Dataset records >>

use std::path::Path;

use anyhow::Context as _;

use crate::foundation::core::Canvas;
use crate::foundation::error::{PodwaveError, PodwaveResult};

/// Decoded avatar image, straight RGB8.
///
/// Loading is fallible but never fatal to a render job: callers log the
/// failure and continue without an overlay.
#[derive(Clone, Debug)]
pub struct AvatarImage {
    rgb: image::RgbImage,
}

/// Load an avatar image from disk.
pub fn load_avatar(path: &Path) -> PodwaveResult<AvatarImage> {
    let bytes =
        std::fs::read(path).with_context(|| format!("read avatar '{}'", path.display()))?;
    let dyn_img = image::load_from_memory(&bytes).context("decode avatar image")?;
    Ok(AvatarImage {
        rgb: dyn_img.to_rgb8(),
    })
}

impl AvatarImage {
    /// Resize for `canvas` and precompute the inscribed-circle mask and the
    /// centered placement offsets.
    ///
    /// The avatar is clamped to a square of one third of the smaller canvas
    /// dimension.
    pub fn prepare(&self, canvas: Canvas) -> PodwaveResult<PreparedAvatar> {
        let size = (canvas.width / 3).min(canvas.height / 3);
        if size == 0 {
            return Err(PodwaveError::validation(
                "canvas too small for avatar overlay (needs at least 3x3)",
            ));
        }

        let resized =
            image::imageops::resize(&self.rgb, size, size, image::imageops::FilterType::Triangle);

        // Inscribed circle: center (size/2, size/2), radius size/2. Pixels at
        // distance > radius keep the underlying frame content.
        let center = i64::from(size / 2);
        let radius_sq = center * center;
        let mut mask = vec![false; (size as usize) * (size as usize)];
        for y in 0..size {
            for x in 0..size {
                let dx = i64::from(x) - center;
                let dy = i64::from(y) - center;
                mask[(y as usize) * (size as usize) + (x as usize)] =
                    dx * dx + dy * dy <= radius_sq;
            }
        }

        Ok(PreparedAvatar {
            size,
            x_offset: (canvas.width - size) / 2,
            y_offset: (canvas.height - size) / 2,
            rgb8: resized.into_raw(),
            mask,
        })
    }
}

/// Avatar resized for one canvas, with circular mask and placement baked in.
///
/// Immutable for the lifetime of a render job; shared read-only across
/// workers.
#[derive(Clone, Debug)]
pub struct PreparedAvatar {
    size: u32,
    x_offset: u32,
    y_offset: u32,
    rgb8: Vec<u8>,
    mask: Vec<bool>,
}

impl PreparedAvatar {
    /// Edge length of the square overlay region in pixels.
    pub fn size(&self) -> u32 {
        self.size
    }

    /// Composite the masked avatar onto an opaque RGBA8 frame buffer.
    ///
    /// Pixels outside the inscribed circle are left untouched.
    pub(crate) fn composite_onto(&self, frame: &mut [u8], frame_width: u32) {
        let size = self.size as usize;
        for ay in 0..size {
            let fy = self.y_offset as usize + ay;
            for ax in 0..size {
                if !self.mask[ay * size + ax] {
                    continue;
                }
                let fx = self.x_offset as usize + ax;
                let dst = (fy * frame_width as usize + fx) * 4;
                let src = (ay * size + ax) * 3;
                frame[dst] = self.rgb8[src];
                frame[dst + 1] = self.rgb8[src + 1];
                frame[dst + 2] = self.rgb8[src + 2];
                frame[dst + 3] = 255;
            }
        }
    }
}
---
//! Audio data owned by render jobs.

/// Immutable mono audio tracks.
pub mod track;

Work request >> Working from the entries above, return all lines that contain "placement".

Reply to the exercise >>
    /// centered placement offsets.
/// Avatar resized for one canvas, with circular mask and placement baked in.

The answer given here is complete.